Task brief:
Note each line of the entries that includes "never". Then copy those lines.

Stored items:
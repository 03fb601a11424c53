//! Transmission daemon access for Seedbot.
//!
//! [`DaemonClient`] is the seam the bot talks to; [`TransmissionClient`]
//! implements it over Transmission's JSON RPC endpoint.

pub mod client;
pub mod error;
pub mod types;

pub use client::{DaemonClient, TransmissionClient};
pub use error::{DaemonError, Result};
pub use types::{AddedTorrent, TorrentFile, TorrentId, TorrentRecord, TorrentStatus};
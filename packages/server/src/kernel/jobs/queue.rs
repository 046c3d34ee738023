//! PostgreSQL-backed job queue implementation.
//!
//! Jobs live in the `jobs` table. Workers claim with `FOR UPDATE SKIP LOCKED`
//! and hold a lease; a crashed worker's jobs become claimable again once the
//! lease expires, which makes delivery at-least-once.

use async_trait::async_trait;
use chrono::{DateTime, Utc};
use serde::Serialize;
use sqlx::PgPool;
use tracing::{debug, info, instrument, warn};

use super::error::QueueError;
use super::job::{failure_transition, FailureTransition, Job, JobHandle, JobStatus, QueueLane};
use super::payload::EncodedJob;
use crate::common::JobId;

/// Per-status job counts.
#[derive(Debug, Clone, Copy, Default, PartialEq, Eq, Serialize)]
pub struct QueueStats {
    pub pending: i64,
    pub running: i64,
    pub succeeded: i64,
    pub failed: i64,
    pub dead: i64,
    pub cancelled: i64,
}

impl QueueStats {
    pub fn record(&mut self, status: JobStatus, count: i64) {
        let slot = match status {
            JobStatus::Pending => &mut self.pending,
            JobStatus::Running => &mut self.running,
            JobStatus::Succeeded => &mut self.succeeded,
            JobStatus::Failed => &mut self.failed,
            JobStatus::Dead => &mut self.dead,
            JobStatus::Cancelled => &mut self.cancelled,
        };
        *slot += count;
    }
}

/// Durable queue of encoded jobs on priority lanes.
///
/// Retry and backoff are the backend's policy: `mark_failed` with a
/// retryable error re-queues the job until its retries are exhausted.
#[async_trait]
pub trait JobQueue: Send + Sync {
    /// Enqueue for immediate execution.
    async fn enqueue(&self, job: EncodedJob, lane: QueueLane) -> Result<JobHandle, QueueError> {
        self.schedule(job, lane, Utc::now()).await
    }

    /// Enqueue to run no earlier than `run_at`.
    async fn schedule(
        &self,
        job: EncodedJob,
        lane: QueueLane,
        run_at: DateTime<Utc>,
    ) -> Result<JobHandle, QueueError>;

    /// Claim up to `limit` ready jobs, trying `lanes` in order and falling
    /// through to the next lane while capacity remains.
    async fn claim(
        &self,
        worker_id: &str,
        lanes: &[QueueLane],
        limit: i64,
    ) -> Result<Vec<Job>, QueueError>;

    async fn mark_succeeded(&self, id: JobId) -> Result<(), QueueError>;

    /// Record a failed attempt.
    async fn mark_failed(&self, id: JobId, error: &str, retryable: bool)
        -> Result<(), QueueError>;

    /// Cancel a pending job. Running jobs are not interrupted.
    async fn cancel(&self, id: JobId) -> Result<bool, QueueError>;

    async fn find(&self, id: JobId) -> Result<Option<Job>, QueueError>;

    async fn counts_by_status(&self) -> Result<QueueStats, QueueError>;
}

/// PostgreSQL-backed job queue.
pub struct PostgresJobQueue {
    pool: PgPool,
    lease_secs: f64,
}

impl PostgresJobQueue {
    pub fn new(pool: PgPool) -> Self {
        Self {
            pool,
            lease_secs: 300.0,
        }
    }

    /// Create with a custom lease duration.
    pub fn with_lease_secs(pool: PgPool, lease_secs: f64) -> Self {
        Self { pool, lease_secs }
    }

    pub fn pool(&self) -> &PgPool {
        &self.pool
    }

    async fn claim_lane(
        &self,
        worker_id: &str,
        lane: QueueLane,
        limit: i64,
    ) -> Result<Vec<Job>, QueueError> {
        let abandoned = sqlx::query(
            r#"
            UPDATE jobs
            SET status = 'dead',
                error_message = 'lease expired after ' || attempts || ' attempts',
                worker_id = NULL,
                lease_expires_at = NULL,
                updated_at = NOW()
            WHERE lane = $1
              AND status = 'running'
              AND lease_expires_at < NOW()
              AND attempts > max_retries
            "#,
        )
        .bind(lane)
        .execute(&self.pool)
        .await?
        .rows_affected();
        if abandoned > 0 {
            warn!(lane = %lane, count = abandoned, "expired leases exhausted retries, jobs marked dead");
        }

        let jobs = sqlx::query_as::<_, Job>(
            r#"
            WITH next_jobs AS (
                SELECT id
                FROM jobs
                WHERE lane = $1
                  AND (
                    (status = 'pending' AND run_at <= NOW())
                    OR (status = 'running' AND lease_expires_at < NOW() AND attempts <= max_retries)
                  )
                ORDER BY run_at
                LIMIT $2
                FOR UPDATE SKIP LOCKED
            )
            UPDATE jobs
            SET status = 'running',
                attempts = attempts + 1,
                worker_id = $3,
                lease_expires_at = NOW() + make_interval(secs => $4),
                updated_at = NOW()
            WHERE id IN (SELECT id FROM next_jobs)
            RETURNING *
            "#,
        )
        .bind(lane)
        .bind(limit)
        .bind(worker_id)
        .bind(self.lease_secs)
        .fetch_all(&self.pool)
        .await?;

        Ok(jobs)
    }
}

#[async_trait]
impl JobQueue for PostgresJobQueue {
    #[instrument(skip(self, job), fields(kind = %job.kind))]
    async fn schedule(
        &self,
        job: EncodedJob,
        lane: QueueLane,
        run_at: DateTime<Utc>,
    ) -> Result<JobHandle, QueueError> {
        let record = Job::pending(job.kind, job.payload, lane, run_at);

        let inserted = sqlx::query_as::<_, Job>(
            r#"
            INSERT INTO jobs (id, kind, payload, lane, status, attempts, max_retries, run_at, created_at, updated_at)
            VALUES ($1, $2, $3, $4, $5, $6, $7, $8, $9, $10)
            RETURNING *
            "#,
        )
        .bind(record.id)
        .bind(&record.kind)
        .bind(&record.payload)
        .bind(record.lane)
        .bind(record.status)
        .bind(record.attempts)
        .bind(record.max_retries)
        .bind(record.run_at)
        .bind(record.created_at)
        .bind(record.updated_at)
        .fetch_one(&self.pool)
        .await?;

        debug!(job_id = %inserted.id, lane = %lane, "job enqueued");
        Ok(inserted.handle())
    }

    async fn claim(
        &self,
        worker_id: &str,
        lanes: &[QueueLane],
        limit: i64,
    ) -> Result<Vec<Job>, QueueError> {
        let mut claimed = Vec::new();
        for lane in lanes {
            let remaining = limit - claimed.len() as i64;
            if remaining <= 0 {
                break;
            }
            claimed.extend(self.claim_lane(worker_id, *lane, remaining).await?);
        }
        Ok(claimed)
    }

    async fn mark_succeeded(&self, id: JobId) -> Result<(), QueueError> {
        sqlx::query(
            r#"
            UPDATE jobs
            SET status = 'succeeded',
                lease_expires_at = NULL,
                error_message = NULL,
                updated_at = NOW()
            WHERE id = $1
            "#,
        )
        .bind(id)
        .execute(&self.pool)
        .await?;

        Ok(())
    }

    async fn mark_failed(
        &self,
        id: JobId,
        error: &str,
        retryable: bool,
    ) -> Result<(), QueueError> {
        let Some(job) = self.find(id).await? else {
            return Err(QueueError::Storage(format!("job {} not found", id)));
        };

        let transition = failure_transition(job.attempts, job.max_retries, retryable, Utc::now());
        let run_at = match transition {
            FailureTransition::Retry { run_at } => run_at,
            FailureTransition::Failed | FailureTransition::Dead => job.run_at,
        };

        sqlx::query(
            r#"
            UPDATE jobs
            SET status = $1,
                run_at = $2,
                error_message = $3,
                worker_id = NULL,
                lease_expires_at = NULL,
                updated_at = NOW()
            WHERE id = $4
            "#,
        )
        .bind(transition.status())
        .bind(run_at)
        .bind(error)
        .bind(id)
        .execute(&self.pool)
        .await?;

        if transition == FailureTransition::Dead {
            info!(job_id = %id, kind = %job.kind, attempts = job.attempts, "job retries exhausted");
        }

        Ok(())
    }

    async fn cancel(&self, id: JobId) -> Result<bool, QueueError> {
        let result = sqlx::query(
            r#"
            UPDATE jobs
            SET status = 'cancelled',
                updated_at = NOW()
            WHERE id = $1 AND status = 'pending'
            "#,
        )
        .bind(id)
        .execute(&self.pool)
        .await?;

        Ok(result.rows_affected() > 0)
    }

    async fn find(&self, id: JobId) -> Result<Option<Job>, QueueError> {
        let job = sqlx::query_as::<_, Job>("SELECT * FROM jobs WHERE id = $1")
            .bind(id)
            .fetch_optional(&self.pool)
            .await?;

        Ok(job)
    }

    async fn counts_by_status(&self) -> Result<QueueStats, QueueError> {
        let rows = sqlx::query_as::<_, (JobStatus, i64)>(
            "SELECT status, COUNT(*) FROM jobs GROUP BY status",
        )
        .fetch_all(&self.pool)
        .await?;

        let mut stats = QueueStats::default();
        for (status, count) in rows {
            stats.record(status, count);
        }
        Ok(stats)
    }
}
//! Routes a claimed job to its handler.
//!
//! ```text
//! Job { kind, payload bytes }
//!     │
//!     ├─► JobKind::from_str(kind)      unknown → UnknownJobKind
//!     ├─► JobPayload::decode(bytes)    malformed → Decoding
//!     └─► match payload { ... }        one handler per kind
//!             └─► HandlerOutcome { follow_ups }
//! ```
//!
//! Handlers never touch the queue. Follow-on work comes back in the
//! outcome and the worker enqueues it.

use std::sync::Arc;

use tracing::{debug, instrument};

use super::error::JobError;
use super::job::{Job, QueueLane};
use super::payload::{ClassifyPayload, EmbeddingPayload, JobPayload};
use crate::common::ArticleId;
use crate::domains::articles::activities::{classify_article, embed_article, generate_content};
use crate::domains::sources::activities::{crawl_page, sync_rss};
use crate::kernel::WorkerDeps;

/// A job a handler wants enqueued after it succeeds.
#[derive(Debug, Clone, PartialEq)]
pub struct FollowUp {
    pub payload: JobPayload,
    pub lane: QueueLane,
}

impl FollowUp {
    pub fn new(payload: impl Into<JobPayload>, lane: QueueLane) -> Self {
        Self {
            payload: payload.into(),
            lane,
        }
    }

    pub fn classify(article_id: ArticleId, lane: QueueLane) -> Self {
        Self::new(
            ClassifyPayload {
                article_id: article_id.to_string(),
            },
            lane,
        )
    }

    pub fn embedding(article_id: ArticleId, lane: QueueLane) -> Self {
        Self::new(
            EmbeddingPayload {
                article_id: article_id.to_string(),
            },
            lane,
        )
    }
}

/// Result of a successful handler run.
#[derive(Debug, Clone, Default, PartialEq)]
pub struct HandlerOutcome {
    pub follow_ups: Vec<FollowUp>,
}

impl HandlerOutcome {
    pub fn done() -> Self {
        Self::default()
    }

    pub fn with_follow_ups(follow_ups: Vec<FollowUp>) -> Self {
        Self { follow_ups }
    }
}

/// Dispatches jobs against a fixed set of dependencies.
#[derive(Clone)]
pub struct Dispatcher {
    deps: Arc<WorkerDeps>,
}

impl Dispatcher {
    pub fn new(deps: Arc<WorkerDeps>) -> Self {
        Self { deps }
    }

    pub fn deps(&self) -> &WorkerDeps {
        &self.deps
    }

    /// Decode a stored job and run its handler.
    #[instrument(skip(self, job), fields(job_id = %job.id, kind = %job.kind, attempt = job.attempts))]
    pub async fn dispatch(&self, job: &Job) -> Result<HandlerOutcome, JobError> {
        let payload = job.decode()?;
        debug!(subject = ?payload.subject(), "dispatching job");
        self.dispatch_payload(&payload).await
    }

    /// Run the handler for an already-decoded payload.
    pub async fn dispatch_payload(&self, payload: &JobPayload) -> Result<HandlerOutcome, JobError> {
        let deps = self.deps.as_ref();
        match payload {
            JobPayload::RssSync(p) => sync_rss(p, deps).await,
            JobPayload::WebCrawl(p) => crawl_page(p, deps).await,
            JobPayload::Classify(p) => classify_article(p, deps).await,
            JobPayload::Embedding(p) => embed_article(p, deps).await,
            JobPayload::ContentGenerate(p) => generate_content(p, deps).await,
        }
    }
}
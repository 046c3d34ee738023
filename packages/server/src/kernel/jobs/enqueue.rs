//! Ad-hoc enqueue helpers.
//!
//! Each helper builds the payload, encodes it and enqueues it on the
//! default lane. Use [`enqueue_payload`] to pick a lane explicitly.

use tracing::info;

use super::error::JobError;
use super::job::{JobHandle, QueueLane};
use super::payload::{
    ClassifyPayload, ContentGeneratePayload, EmbeddingPayload, JobPayload, RssSyncPayload,
    WebCrawlPayload,
};
use super::queue::JobQueue;
use crate::common::CategoryId;

/// Encode a payload and enqueue it on `lane`.
pub async fn enqueue_payload(
    queue: &dyn JobQueue,
    payload: &JobPayload,
    lane: QueueLane,
) -> Result<JobHandle, JobError> {
    let encoded = payload.encode()?;
    let handle = queue.enqueue(encoded, lane).await?;
    info!(
        job_id = %handle.id,
        kind = %handle.kind,
        lane = %lane,
        subject = ?payload.subject(),
        "job enqueued"
    );
    Ok(handle)
}

pub async fn enqueue_rss_sync(
    queue: &dyn JobQueue,
    feed_url: Option<String>,
    category_id: Option<CategoryId>,
) -> Result<JobHandle, JobError> {
    let payload = RssSyncPayload {
        feed_url,
        category_id,
    };
    enqueue_payload(queue, &payload.into(), QueueLane::Default).await
}

pub async fn enqueue_web_crawl(
    queue: &dyn JobQueue,
    url: impl Into<String>,
    category_id: Option<CategoryId>,
    depth: Option<u32>,
) -> Result<JobHandle, JobError> {
    let payload = WebCrawlPayload {
        url: url.into(),
        category_id,
        depth,
    };
    enqueue_payload(queue, &payload.into(), QueueLane::Default).await
}

pub async fn enqueue_classify(
    queue: &dyn JobQueue,
    article_id: impl Into<String>,
) -> Result<JobHandle, JobError> {
    let payload = ClassifyPayload {
        article_id: article_id.into(),
    };
    enqueue_payload(queue, &payload.into(), QueueLane::Default).await
}

pub async fn enqueue_embedding(
    queue: &dyn JobQueue,
    article_id: impl Into<String>,
) -> Result<JobHandle, JobError> {
    let payload = EmbeddingPayload {
        article_id: article_id.into(),
    };
    enqueue_payload(queue, &payload.into(), QueueLane::Default).await
}

pub async fn enqueue_content_generate(
    queue: &dyn JobQueue,
    topic: impl Into<String>,
    category_id: Option<CategoryId>,
    style: Option<String>,
) -> Result<JobHandle, JobError> {
    let payload = ContentGeneratePayload {
        topic: topic.into(),
        category_id,
        style,
    };
    enqueue_payload(queue, &payload.into(), QueueLane::Default).await
}
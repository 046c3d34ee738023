// Web3 Insight - Core
//
// Background job layer (payload codec, lane queue, dispatcher, worker,
// cron scheduler) and an article store with pgvector similarity search.
//
// Job handlers are organized per-domain in domains/*/activities/

pub mod common;
pub mod config;
pub mod domains;
pub mod kernel;
pub mod server;

pub use config::*;
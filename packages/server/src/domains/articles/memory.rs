use std::collections::HashMap;
use std::sync::{Arc, Mutex, MutexGuard};

use anyhow::Result;
use async_trait::async_trait;
use chrono::Utc;
use pgvector::Vector;

use super::models::{
    Article, ArticleUpdate, ArticleVersion, Category, NewArticle, SearchError, SimilarityQuery,
};
use super::store::{check_embedding, ArticleStore};
use crate::common::utils::cosine_distance;
use crate::common::{ArticleId, CategoryId};

#[derive(Default)]
struct State {
    articles: Vec<Article>,
    versions: HashMap<ArticleId, Vec<ArticleVersion>>,
    categories: Vec<Category>,
}

/// In-memory article store with brute-force cosine search.
#[derive(Clone)]
pub struct MemoryArticleStore {
    state: Arc<Mutex<State>>,
    dimensions: usize,
}

impl MemoryArticleStore {
    pub fn new(dimensions: usize) -> Self {
        Self {
            state: Arc::new(Mutex::new(State::default())),
            dimensions,
        }
    }

    pub fn insert_category(&self, name: &str) -> Category {
        let category = Category {
            id: CategoryId::new(),
            name: name.to_string(),
            description: None,
        };
        self.lock().categories.push(category.clone());
        category
    }

    /// Snapshot of every stored article.
    pub fn articles(&self) -> Vec<Article> {
        self.lock().articles.clone()
    }

    fn lock(&self) -> MutexGuard<'_, State> {
        self.state.lock().unwrap_or_else(|e| e.into_inner())
    }
}

#[async_trait]
impl ArticleStore for MemoryArticleStore {
    fn dimensions(&self) -> usize {
        self.dimensions
    }

    async fn get_by_id(&self, id: ArticleId) -> Result<Option<Article>> {
        Ok(self.lock().articles.iter().find(|a| a.id == id).cloned())
    }

    async fn create(&self, article: NewArticle) -> Result<Article> {
        let article = article.into_article();
        let mut state = self.lock();
        if let Some(url) = &article.source_url {
            if state
                .articles
                .iter()
                .any(|a| a.source_url.as_ref() == Some(url))
            {
                anyhow::bail!("duplicate source_url {}", url);
            }
        }
        state.articles.push(article.clone());
        Ok(article)
    }

    async fn update(&self, id: ArticleId, update: ArticleUpdate) -> Result<Option<Article>> {
        let mut state = self.lock();
        let State {
            articles, versions, ..
        } = &mut *state;

        let Some(article) = articles.iter_mut().find(|a| a.id == id) else {
            return Ok(None);
        };

        if update.changes_text(article) {
            versions.entry(id).or_default().push(ArticleVersion {
                id: uuid::Uuid::now_v7(),
                article_id: id,
                title: article.title.clone(),
                content: article.content.clone(),
                created_at: Utc::now(),
            });
        }

        if let Some(title) = update.title {
            article.title = title;
        }
        if let Some(content) = update.content {
            article.content = content;
        }
        if let Some(summary) = update.summary {
            article.summary = Some(summary);
        }
        if let Some(status) = update.status {
            article.status = status;
        }
        article.updated_at = Utc::now();

        Ok(Some(article.clone()))
    }

    async fn update_embedding(&self, id: ArticleId, embedding: &[f32]) -> Result<bool> {
        check_embedding(embedding, self.dimensions)?;
        let mut state = self.lock();
        match state.articles.iter_mut().find(|a| a.id == id) {
            Some(article) => {
                article.embedding = Some(Vector::from(embedding.to_vec()));
                article.updated_at = Utc::now();
                Ok(true)
            }
            None => Ok(false),
        }
    }

    async fn update_classification(
        &self,
        id: ArticleId,
        category_id: Option<CategoryId>,
        tags: &[String],
    ) -> Result<bool> {
        let mut state = self.lock();
        match state.articles.iter_mut().find(|a| a.id == id) {
            Some(article) => {
                article.category_id = category_id;
                article.tags = tags.to_vec();
                article.updated_at = Utc::now();
                Ok(true)
            }
            None => Ok(false),
        }
    }

    async fn upsert_by_source_url(&self, article: NewArticle) -> Result<(Article, bool)> {
        let Some(url) = article.source_url.clone() else {
            anyhow::bail!("upsert_by_source_url requires a source_url");
        };

        let mut state = self.lock();
        if let Some(existing) = state
            .articles
            .iter_mut()
            .find(|a| a.source_url.as_deref() == Some(url.as_str()))
        {
            existing.title = article.title;
            existing.content = article.content;
            if article.summary.is_some() {
                existing.summary = article.summary;
            }
            existing.updated_at = Utc::now();
            return Ok((existing.clone(), false));
        }

        let created = article.into_article();
        state.articles.push(created.clone());
        Ok((created, true))
    }

    async fn find_without_embedding(&self, limit: i64) -> Result<Vec<Article>> {
        let limit = usize::try_from(limit).unwrap_or(0);
        let mut missing: Vec<Article> = self
            .lock()
            .articles
            .iter()
            .filter(|a| !a.has_embedding())
            .cloned()
            .collect();
        missing.sort_by_key(|a| a.created_at);
        missing.truncate(limit);
        Ok(missing)
    }

    async fn find_similar(
        &self,
        query: &SimilarityQuery,
    ) -> Result<Vec<(Article, f64)>, SearchError> {
        let limit = query.validate(self.dimensions)?;
        if limit == 0 {
            return Ok(Vec::new());
        }

        let state = self.lock();
        let mut scored: Vec<(Article, f64)> = state
            .articles
            .iter()
            .filter(|a| query.exclude_id != Some(a.id))
            .filter(|a| query.category_id.map_or(true, |c| a.category_id == Some(c)))
            .filter(|a| query.status.map_or(true, |s| a.status == s))
            .filter_map(|a| {
                let embedding = a.embedding_slice()?;
                Some((a.clone(), cosine_distance(&query.embedding, embedding)))
            })
            .collect();

        scored.sort_by(|a, b| a.1.total_cmp(&b.1));
        scored.truncate(limit);
        Ok(scored)
    }

    async fn increment_view_count(&self, id: ArticleId) -> Result<bool> {
        let mut state = self.lock();
        match state.articles.iter_mut().find(|a| a.id == id) {
            Some(article) => {
                article.view_count += 1;
                Ok(true)
            }
            None => Ok(false),
        }
    }

    async fn delete(&self, id: ArticleId) -> Result<bool> {
        let mut state = self.lock();
        let before = state.articles.len();
        state.articles.retain(|a| a.id != id);
        state.versions.remove(&id);
        Ok(state.articles.len() < before)
    }

    async fn versions(&self, id: ArticleId) -> Result<Vec<ArticleVersion>> {
        Ok(self.lock().versions.get(&id).cloned().unwrap_or_default())
    }

    async fn list_categories(&self) -> Result<Vec<Category>> {
        let mut categories = self.lock().categories.clone();
        categories.sort_by(|a, b| a.name.cmp(&b.name));
        Ok(categories)
    }
}
//! Typed errors for the job layer.
//!
//! Library seams use `thiserror` enums so callers can branch on the failure;
//! store and collaborator internals stay on `anyhow` and are wrapped here.

use thiserror::Error;

use super::payload::JobKind;

/// Payload serialization failures.
#[derive(Debug, Error)]
pub enum CodecError {
    #[error("failed to encode {kind} payload: {reason}")]
    Encoding { kind: JobKind, reason: String },

    #[error("failed to decode {kind} payload: {reason}")]
    Decoding { kind: JobKind, reason: String },
}

/// Failures talking to the queue backend.
#[derive(Debug, Error)]
pub enum QueueError {
    /// Broker connection is down. The job was not enqueued.
    #[error("job queue unavailable: {0}")]
    Unavailable(String),

    #[error(transparent)]
    Codec(#[from] CodecError),

    #[error("job queue storage error: {0}")]
    Storage(String),
}

impl From<sqlx::Error> for QueueError {
    fn from(err: sqlx::Error) -> Self {
        match err {
            sqlx::Error::Io(_)
            | sqlx::Error::Tls(_)
            | sqlx::Error::PoolTimedOut
            | sqlx::Error::PoolClosed
            | sqlx::Error::WorkerCrashed => QueueError::Unavailable(err.to_string()),
            other => QueueError::Storage(other.to_string()),
        }
    }
}

/// Why a single job failed.
///
/// Every variant is fatal for the job it came from, never for the worker.
#[derive(Debug, Error)]
pub enum JobError {
    #[error("unknown job kind: {0}")]
    UnknownJobKind(String),

    #[error(transparent)]
    Decoding(#[from] CodecError),

    #[error("no enabled data source matches feed {feed_url}")]
    SourceNotFound { feed_url: String },

    #[error("{entity} not found: {id}")]
    NotFound { entity: &'static str, id: String },

    #[error("invalid id {id:?}: {reason}")]
    InvalidId { id: String, reason: String },

    #[error("feed fetch failed for {url}: {reason}")]
    FeedFetch { url: String, reason: String },

    #[error("crawl failed for {url}: {reason}")]
    Crawl { url: String, reason: String },

    #[error("classification failed for article {article_id}: {reason}")]
    Classification { article_id: String, reason: String },

    #[error("embedding failed for article {article_id}: {reason}")]
    Embedding { article_id: String, reason: String },

    #[error("content generation failed for topic {topic:?}: {reason}")]
    ContentGeneration { topic: String, reason: String },

    #[error("invalid query: {0}")]
    InvalidQuery(String),

    #[error("store error: {0}")]
    Store(#[from] anyhow::Error),

    #[error(transparent)]
    Queue(#[from] QueueError),
}

impl JobError {
    /// Collaborator and infrastructure failures may succeed on another
    /// attempt; malformed or dangling references never will.
    pub fn is_retryable(&self) -> bool {
        match self {
            JobError::UnknownJobKind(_)
            | JobError::Decoding(_)
            | JobError::SourceNotFound { .. }
            | JobError::NotFound { .. }
            | JobError::InvalidId { .. }
            | JobError::InvalidQuery(_) => false,
            JobError::FeedFetch { .. }
            | JobError::Crawl { .. }
            | JobError::Classification { .. }
            | JobError::Embedding { .. }
            | JobError::ContentGeneration { .. }
            | JobError::Store(_)
            | JobError::Queue(_) => true,
        }
    }
}
use anyhow::Result;
use async_trait::async_trait;
use chrono::{DateTime, Utc};

use super::models::{DataSource, DataSourceType};
use crate::common::DataSourceId;

/// Read access to configured sources, plus fetch bookkeeping.
#[async_trait]
pub trait DataSourceStore: Send + Sync {
    async fn find_by_type(&self, source_type: DataSourceType) -> Result<Vec<DataSource>>;

    async fn find_enabled(&self) -> Result<Vec<DataSource>>;

    /// Enabled sources whose fetch interval has elapsed at `now`.
    async fn find_due_for_fetch(&self, now: DateTime<Utc>) -> Result<Vec<DataSource>>;

    /// Record a fetch attempt. `error` replaces `last_error`; `None` clears it.
    async fn update_last_fetched(
        &self,
        id: DataSourceId,
        at: DateTime<Utc>,
        error: Option<&str>,
    ) -> Result<()>;
}
pub mod data_source;

pub use data_source::{DataSource, DataSourceType};
use tracing::{info, instrument};

use crate::domains::articles::models::{ArticleStatus, NewArticle};
use crate::kernel::jobs::{ContentGeneratePayload, FollowUp, HandlerOutcome, JobError, QueueLane};
use crate::kernel::WorkerDeps;

/// Draft an article about a topic and queue its embedding.
#[instrument(skip(payload, deps), fields(topic = %payload.topic))]
pub async fn generate_content(
    payload: &ContentGeneratePayload,
    deps: &WorkerDeps,
) -> Result<HandlerOutcome, JobError> {
    let generated = deps
        .generator
        .generate(&payload.topic, payload.style.as_deref())
        .await
        .map_err(|e| JobError::ContentGeneration {
            topic: payload.topic.clone(),
            reason: format!("{:#}", e),
        })?;

    let article = NewArticle::builder()
        .title(generated.title)
        .content(generated.content)
        .tags(generated.tags)
        .status(ArticleStatus::Draft)
        .build();
    let article = NewArticle {
        summary: generated.summary,
        category_id: payload.category_id,
        ..article
    };

    let article = deps.articles.create(article).await?;
    info!(article_id = %article.id, "draft article generated");

    Ok(HandlerOutcome::with_follow_ups(vec![FollowUp::embedding(
        article.id,
        QueueLane::Low,
    )]))
}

Exercise answer:
//! Handlers never touch the queue. Follow-on work comes back in the
/// Every variant is fatal for the job it came from, never for the worker.
    /// attempt; malformed or dangling references never will.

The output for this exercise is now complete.